Data extract>
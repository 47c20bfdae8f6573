use axum::http::Uri;
use axum::response::{IntoResponse, Response};
use axum::Json;
use serde::Deserialize;

use crate::content::describe_facility;
use crate::error::{ApiError, ApiResult};
use crate::handlers::parse_query;
use crate::http::server::AppState;
use crate::model::facility::strip_url_suffix;
use crate::model::{FacilityQuery, FacilityView};

pub const DEFAULT_LIST_LIMIT: i64 = 100;
pub const MAX_LIST_LIMIT: i64 = 1000;
pub const NEIGHBOUR_LIMIT: i64 = 10;

#[derive(Debug, Default, Deserialize)]
#[serde(rename_all = "camelCase")]
struct ListParams {
    city_id: Option<i32>,
    limit: Option<i64>,
}

pub async fn list(state: &AppState, uri: &Uri) -> ApiResult<Response> {
    let params: ListParams = parse_query(uri)?;
    let query = FacilityQuery {
        city_id: params.city_id,
        limit: Some(
            params
                .limit
                .unwrap_or(DEFAULT_LIST_LIMIT)
                .clamp(1, MAX_LIST_LIMIT),
        ),
        ..FacilityQuery::default()
    };
    let facilities = state.directory.facilities(&query).await?;
    Ok(Json(facilities).into_response())
}

async fn by_slugs(
    state: &AppState,
    state_slug: &str,
    city_slug: &str,
    facility_segment: &str,
) -> ApiResult<FacilityView> {
    let facility_slug = strip_url_suffix(facility_segment);
    state
        .directory
        .facility_by_slugs(state_slug, city_slug, facility_slug)
        .await?
        .ok_or_else(|| ApiError::not_found("Facility not found"))
}

pub async fn detail(
    state: &AppState,
    state_slug: &str,
    city_slug: &str,
    facility_segment: &str,
) -> ApiResult<Response> {
    let view = by_slugs(state, state_slug, city_slug, facility_segment).await?;
    Ok(Json(view).into_response())
}

pub async fn description(
    state: &AppState,
    state_slug: &str,
    city_slug: &str,
    facility_segment: &str,
) -> ApiResult<Response> {
    let view = by_slugs(state, state_slug, city_slug, facility_segment).await?;
    let content = describe_facility(state.directory.as_ref(), &view).await?;
    Ok(Json(content).into_response())
}

/// Which neighbours of a facility to list.
#[derive(Debug, Clone, Copy, PartialEq, Eq)]
pub enum Neighbours {
    /// Same city.
    Nearby,
    /// Same category.
    Related,
}

/// A non-numeric id is a malformed path and answers like an unmatched route.
pub async fn neighbours(state: &AppState, id: &str, kind: Neighbours) -> ApiResult<Response> {
    let id: i32 = id
        .parse()
        .map_err(|_| ApiError::not_found("Route not found"))?;

    let Some(source) = state.directory.facility_by_id(id).await? else {
        return Ok(Json(Vec::<FacilityView>::new()).into_response());
    };

    let query = match kind {
        Neighbours::Nearby => FacilityQuery::nearby(&source, NEIGHBOUR_LIMIT),
        Neighbours::Related => FacilityQuery::related(&source, NEIGHBOUR_LIMIT),
    };
    let facilities = state.directory.facilities(&query).await?;
    Ok(Json(facilities).into_response())
}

Task to complete>
Restate the records above verbatim, omitting no line.

Problem solution>
repository 47c20bfdae8f6573
use axum::http::Uri;
use axum::response::{IntoResponse, Response};
use axum::Json;
use serde::Deserialize;

use crate::content::describe_facility;
use crate::error::{ApiError, ApiResult};
use crate::handlers::parse_query;
use crate::http::server::AppState;
use crate::model::facility::strip_url_suffix;
use crate::model::{FacilityQuery, FacilityView};

pub const DEFAULT_LIST_LIMIT: i64 = 100;
pub const MAX_LIST_LIMIT: i64 = 1000;
pub const NEIGHBOUR_LIMIT: i64 = 10;

#[derive(Debug, Default, Deserialize)]
#[serde(rename_all = "camelCase")]
struct ListParams {
    city_id: Option<i32>,
    limit: Option<i64>,
}

pub async fn list(state: &AppState, uri: &Uri) -> ApiResult<Response> {
    let params: ListParams = parse_query(uri)?;
    let query = FacilityQuery {
        city_id: params.city_id,
        limit: Some(
            params
                .limit
                .unwrap_or(DEFAULT_LIST_LIMIT)
                .clamp(1, MAX_LIST_LIMIT),
        ),
        ..FacilityQuery::default()
    };
    let facilities = state.directory.facilities(&query).await?;
    Ok(Json(facilities).into_response())
}

async fn by_slugs(
    state: &AppState,
    state_slug: &str,
    city_slug: &str,
    facility_segment: &str,
) -> ApiResult<FacilityView> {
    let facility_slug = strip_url_suffix(facility_segment);
    state
        .directory
        .facility_by_slugs(state_slug, city_slug, facility_slug)
        .await?
        .ok_or_else(|| ApiError::not_found("Facility not found"))
}

pub async fn detail(
    state: &AppState,
    state_slug: &str,
    city_slug: &str,
    facility_segment: &str,
) -> ApiResult<Response> {
    let view = by_slugs(state, state_slug, city_slug, facility_segment).await?;
    Ok(Json(view).into_response())
}

pub async fn description(
    state: &AppState,
    state_slug: &str,
    city_slug: &str,
    facility_segment: &str,
) -> ApiResult<Response> {
    let view = by_slugs(state, state_slug, city_slug, facility_segment).await?;
    let content = describe_facility(state.directory.as_ref(), &view).await?;
    Ok(Json(content).into_response())
}

/// Which neighbours of a facility to list.
#[derive(Debug, Clone, Copy, PartialEq, Eq)]
pub enum Neighbours {
    /// Same city.
    Nearby,
    /// Same category.
    Related,
}

/// A non-numeric id is a malformed path and answers like an unmatched route.
pub async fn neighbours(state: &AppState, id: &str, kind: Neighbours) -> ApiResult<Response> {
    let id: i32 = id
        .parse()
        .map_err(|_| ApiError::not_found("Route not found"))?;

    let Some(source) = state.directory.facility_by_id(id).await? else {
        return Ok(Json(Vec::<FacilityView>::new()).into_response());
    };

    let query = match kind {
        Neighbours::Nearby => FacilityQuery::nearby(&source, NEIGHBOUR_LIMIT),
        Neighbours::Related => FacilityQuery::related(&source, NEIGHBOUR_LIMIT),
    };
    let facilities = state.directory.facilities(&query).await?;
    Ok(Json(facilities).into_response())
}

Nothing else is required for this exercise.